## MATERIAL PROVIDED

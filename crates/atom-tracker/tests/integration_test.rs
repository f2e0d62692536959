// Copyright 2023-Present Datadog, Inc. https://www.datadoghq.com/
// SPDX-License-Identifier: Apache-2.0

use atom_tracker::auth;
use atom_tracker::transport::TransportRequest;
use atom_tracker::{
    HttpTransport, Tracker, TrackerConfig, TrackerError, Transport, TransportError,
};
use mockito::{Matcher, Server};
use serde_json::json;
use std::sync::atomic::{AtomicUsize, Ordering};
use std::sync::{Arc, Mutex};
use std::time::SystemTime;
use tokio::time::{sleep, timeout, Duration};

fn config(endpoint: String) -> TrackerConfig {
    TrackerConfig {
        endpoint,
        auth_key: "default-key".to_string(),
        retry_backoff_base: Duration::from_millis(1),
        retry_max_time: Duration::from_millis(5),
        retry_max_count: 2,
        flush_interval: Duration::from_secs(3_600),
        request_timeout: Duration::from_secs(5),
        ..Default::default()
    }
}

fn start(config: TrackerConfig, errors: Arc<AtomicUsize>) -> Tracker {
    let transport = Arc::new(HttpTransport::new(&config));
    let callback = move |_: SystemTime, _: Option<u16>, _: &str, _: &[String]| {
        errors.fetch_add(1, Ordering::SeqCst);
    };
    Tracker::start(config, transport, Arc::new(callback)).expect("valid config")
}

async fn wait_for(condition: impl Fn() -> bool) {
    let wait = async {
        while !condition() {
            sleep(Duration::from_millis(10)).await;
        }
    };
    if timeout(Duration::from_secs(5), wait).await.is_err() {
        panic!("timed out waiting for condition");
    }
}

#[tokio::test]
async fn tracker_ships_signed_bulk_request() {
    let mut server = Server::new_async().await;
    let data = "[\"{\\\"id\\\":1}\",\"{\\\"id\\\":2}\"]";
    let mock = server
        .mock("POST", "/bulk")
        .match_header("x-ironsource-atom-sdk-type", "rust")
        .match_header("x-ironsource-atom-sdk-version", Matcher::Any)
        .match_header("content-type", "application/json")
        .match_body(Matcher::PartialJson(json!({
            "table": "clicks",
            "data": data,
            "bulk": true,
            "auth": auth::sign("stream-key", data),
        })))
        .with_status(200)
        .with_body("ok")
        .expect(1)
        .create_async()
        .await;

    let errors = Arc::new(AtomicUsize::new(0));
    let tracker = start(config(format!("{}/", server.url())), Arc::clone(&errors));

    tracker
        .track_value("clicks", &json!({"id": 1}), Some("stream-key"))
        .expect("tracked");
    tracker
        .track_value("clicks", &json!({"id": 2}), None)
        .expect("tracked");
    tracker.stop().await;

    mock.assert_async().await;
    assert_eq!(errors.load(Ordering::SeqCst), 0);
    assert!(matches!(
        tracker.track("clicks", "late", None),
        Err(TrackerError::TrackerStopped)
    ));
}

#[tokio::test]
async fn tracker_drops_batch_on_client_error() {
    let mut server = Server::new_async().await;
    let mock = server
        .mock("POST", "/bulk")
        .with_status(401)
        .with_body("bad auth")
        .expect(1)
        .create_async()
        .await;

    let errors = Arc::new(AtomicUsize::new(0));
    let tracker = start(config(format!("{}/", server.url())), Arc::clone(&errors));

    tracker.track("clicks", "a", None).expect("tracked");
    tracker.flush();
    wait_for(|| errors.load(Ordering::SeqCst) == 1).await;
    sleep(Duration::from_millis(100)).await;

    mock.assert_async().await;
    assert_eq!(errors.load(Ordering::SeqCst), 1);
}

#[tokio::test]
async fn tracker_requeues_after_server_errors() {
    let mut server = Server::new_async().await;
    let mock = server
        .mock("POST", "/bulk")
        .with_status(503)
        .expect_at_least(3)
        .create_async()
        .await;

    let errors = Arc::new(AtomicUsize::new(0));
    let tracker = start(config(server.url()), Arc::clone(&errors));

    tracker.track("clicks", "a", None).expect("tracked");
    tracker.flush();
    // Two attempts per pass, so a third call means the batch was requeued
    wait_for(|| errors.load(Ordering::SeqCst) >= 3).await;
    tracker.cancellation_token().cancel();

    mock.assert_async().await;
}

#[tokio::test]
async fn http_transport_splits_body_and_error() {
    let mut server = Server::new_async().await;
    let _ok = server
        .mock("POST", "/ok/bulk")
        .with_status(200)
        .with_body("accepted")
        .create_async()
        .await;
    let _failed = server
        .mock("POST", "/failed/bulk")
        .with_status(500)
        .with_body("boom")
        .create_async()
        .await;

    let config = config(server.url());
    let transport = HttpTransport::new(&config);
    let request = |path: &str| TransportRequest {
        endpoint: format!("{}/{}/", server.url(), path),
        credential: "key".to_string(),
        stream: "clicks".to_string(),
        batch: Arc::from(vec!["a".to_string()]),
    };

    let response = transport
        .deliver(&request("ok"), Duration::from_secs(5))
        .await
        .expect("response");
    assert_eq!(response.status, 200);
    assert_eq!(response.body.as_deref(), Some("accepted"));
    assert!(response.error.is_none());

    let response = transport
        .deliver(&request("failed"), Duration::from_secs(5))
        .await
        .expect("response");
    assert_eq!(response.status, 500);
    assert_eq!(response.error.as_deref(), Some("boom"));
}

#[tokio::test]
async fn http_transport_reports_connection_failure() {
    let config = config("http://127.0.0.1:1/".to_string());
    let transport = HttpTransport::new(&config);
    let request = TransportRequest {
        endpoint: config.endpoint.clone(),
        credential: String::new(),
        stream: "clicks".to_string(),
        batch: Arc::from(vec!["a".to_string()]),
    };

    let result = transport.deliver(&request, Duration::from_secs(5)).await;
    assert!(matches!(result, Err(TransportError::Connection(_))));
}

#[tokio::test]
async fn tracker_reports_connection_failure_once() {
    let statuses = Arc::new(Mutex::new(Vec::new()));
    let seen = Arc::clone(&statuses);
    let callback = move |_: SystemTime, status: Option<u16>, _: &str, batch: &[String]| {
        seen.lock().unwrap().push((status, batch.to_vec()));
    };

    let config = config("http://127.0.0.1:1/".to_string());
    let transport = Arc::new(HttpTransport::new(&config));
    let tracker = Tracker::start(config, transport, Arc::new(callback)).expect("valid config");

    tracker.track("clicks", "a", None).expect("tracked");
    tracker.flush();
    wait_for(|| !statuses.lock().unwrap().is_empty()).await;
    sleep(Duration::from_millis(100)).await;

    let statuses = statuses.lock().unwrap();
    assert_eq!(statuses.len(), 1);
    assert_eq!(statuses[0], (None, vec!["a".to_string()]));
}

## PROBLEM STATEMENT
For this exercise, give every entry again exactly as it appears.

## PROBLEM SOLUTION
filename crates/atom-tracker/tests/integration_test.rs
repository f2e0d62692536959
// Copyright 2023-Present Datadog, Inc. https://www.datadoghq.com/
// SPDX-License-Identifier: Apache-2.0

use atom_tracker::auth;
use atom_tracker::transport::TransportRequest;
use atom_tracker::{
    HttpTransport, Tracker, TrackerConfig, TrackerError, Transport, TransportError,
};
use mockito::{Matcher, Server};
use serde_json::json;
use std::sync::atomic::{AtomicUsize, Ordering};
use std::sync::{Arc, Mutex};
use std::time::SystemTime;
use tokio::time::{sleep, timeout, Duration};

fn config(endpoint: String) -> TrackerConfig {
    TrackerConfig {
        endpoint,
        auth_key: "default-key".to_string(),
        retry_backoff_base: Duration::from_millis(1),
        retry_max_time: Duration::from_millis(5),
        retry_max_count: 2,
        flush_interval: Duration::from_secs(3_600),
        request_timeout: Duration::from_secs(5),
        ..Default::default()
    }
}

fn start(config: TrackerConfig, errors: Arc<AtomicUsize>) -> Tracker {
    let transport = Arc::new(HttpTransport::new(&config));
    let callback = move |_: SystemTime, _: Option<u16>, _: &str, _: &[String]| {
        errors.fetch_add(1, Ordering::SeqCst);
    };
    Tracker::start(config, transport, Arc::new(callback)).expect("valid config")
}

async fn wait_for(condition: impl Fn() -> bool) {
    let wait = async {
        while !condition() {
            sleep(Duration::from_millis(10)).await;
        }
    };
    if timeout(Duration::from_secs(5), wait).await.is_err() {
        panic!("timed out waiting for condition");
    }
}

#[tokio::test]
async fn tracker_ships_signed_bulk_request() {
    let mut server = Server::new_async().await;
    let data = "[\"{\\\"id\\\":1}\",\"{\\\"id\\\":2}\"]";
    let mock = server
        .mock("POST", "/bulk")
        .match_header("x-ironsource-atom-sdk-type", "rust")
        .match_header("x-ironsource-atom-sdk-version", Matcher::Any)
        .match_header("content-type", "application/json")
        .match_body(Matcher::PartialJson(json!({
            "table": "clicks",
            "data": data,
            "bulk": true,
            "auth": auth::sign("stream-key", data),
        })))
        .with_status(200)
        .with_body("ok")
        .expect(1)
        .create_async()
        .await;

    let errors = Arc::new(AtomicUsize::new(0));
    let tracker = start(config(format!("{}/", server.url())), Arc::clone(&errors));

    tracker
        .track_value("clicks", &json!({"id": 1}), Some("stream-key"))
        .expect("tracked");
    tracker
        .track_value("clicks", &json!({"id": 2}), None)
        .expect("tracked");
    tracker.stop().await;

    mock.assert_async().await;
    assert_eq!(errors.load(Ordering::SeqCst), 0);
    assert!(matches!(
        tracker.track("clicks", "late", None),
        Err(TrackerError::TrackerStopped)
    ));
}

#[tokio::test]
async fn tracker_drops_batch_on_client_error() {
    let mut server = Server::new_async().await;
    let mock = server
        .mock("POST", "/bulk")
        .with_status(401)
        .with_body("bad auth")
        .expect(1)
        .create_async()
        .await;

    let errors = Arc::new(AtomicUsize::new(0));
    let tracker = start(config(format!("{}/", server.url())), Arc::clone(&errors));

    tracker.track("clicks", "a", None).expect("tracked");
    tracker.flush();
    wait_for(|| errors.load(Ordering::SeqCst) == 1).await;
    sleep(Duration::from_millis(100)).await;

    mock.assert_async().await;
    assert_eq!(errors.load(Ordering::SeqCst), 1);
}

#[tokio::test]
async fn tracker_requeues_after_server_errors() {
    let mut server = Server::new_async().await;
    let mock = server
        .mock("POST", "/bulk")
        .with_status(503)
        .expect_at_least(3)
        .create_async()
        .await;

    let errors = Arc::new(AtomicUsize::new(0));
    let tracker = start(config(server.url()), Arc::clone(&errors));

    tracker.track("clicks", "a", None).expect("tracked");
    tracker.flush();
    // Two attempts per pass, so a third call means the batch was requeued
    wait_for(|| errors.load(Ordering::SeqCst) >= 3).await;
    tracker.cancellation_token().cancel();

    mock.assert_async().await;
}

#[tokio::test]
async fn http_transport_splits_body_and_error() {
    let mut server = Server::new_async().await;
    let _ok = server
        .mock("POST", "/ok/bulk")
        .with_status(200)
        .with_body("accepted")
        .create_async()
        .await;
    let _failed = server
        .mock("POST", "/failed/bulk")
        .with_status(500)
        .with_body("boom")
        .create_async()
        .await;

    let config = config(server.url());
    let transport = HttpTransport::new(&config);
    let request = |path: &str| TransportRequest {
        endpoint: format!("{}/{}/", server.url(), path),
        credential: "key".to_string(),
        stream: "clicks".to_string(),
        batch: Arc::from(vec!["a".to_string()]),
    };

    let response = transport
        .deliver(&request("ok"), Duration::from_secs(5))
        .await
        .expect("response");
    assert_eq!(response.status, 200);
    assert_eq!(response.body.as_deref(), Some("accepted"));
    assert!(response.error.is_none());

    let response = transport
        .deliver(&request("failed"), Duration::from_secs(5))
        .await
        .expect("response");
    assert_eq!(response.status, 500);
    assert_eq!(response.error.as_deref(), Some("boom"));
}

#[tokio::test]
async fn http_transport_reports_connection_failure() {
    let config = config("http://127.0.0.1:1/".to_string());
    let transport = HttpTransport::new(&config);
    let request = TransportRequest {
        endpoint: config.endpoint.clone(),
        credential: String::new(),
        stream: "clicks".to_string(),
        batch: Arc::from(vec!["a".to_string()]),
    };

    let result = transport.deliver(&request, Duration::from_secs(5)).await;
    assert!(matches!(result, Err(TransportError::Connection(_))));
}

#[tokio::test]
async fn tracker_reports_connection_failure_once() {
    let statuses = Arc::new(Mutex::new(Vec::new()));
    let seen = Arc::clone(&statuses);
    let callback = move |_: SystemTime, status: Option<u16>, _: &str, batch: &[String]| {
        seen.lock().unwrap().push((status, batch.to_vec()));
    };

    let config = config("http://127.0.0.1:1/".to_string());
    let transport = Arc::new(HttpTransport::new(&config));
    let tracker = Tracker::start(config, transport, Arc::new(callback)).expect("valid config");

    tracker.track("clicks", "a", None).expect("tracked");
    tracker.flush();
    wait_for(|| !statuses.lock().unwrap().is_empty()).await;
    sleep(Duration::from_millis(100)).await;

    let statuses = statuses.lock().unwrap();
    assert_eq!(statuses.len(), 1);
    assert_eq!(statuses[0], (None, vec!["a".to_string()]));
}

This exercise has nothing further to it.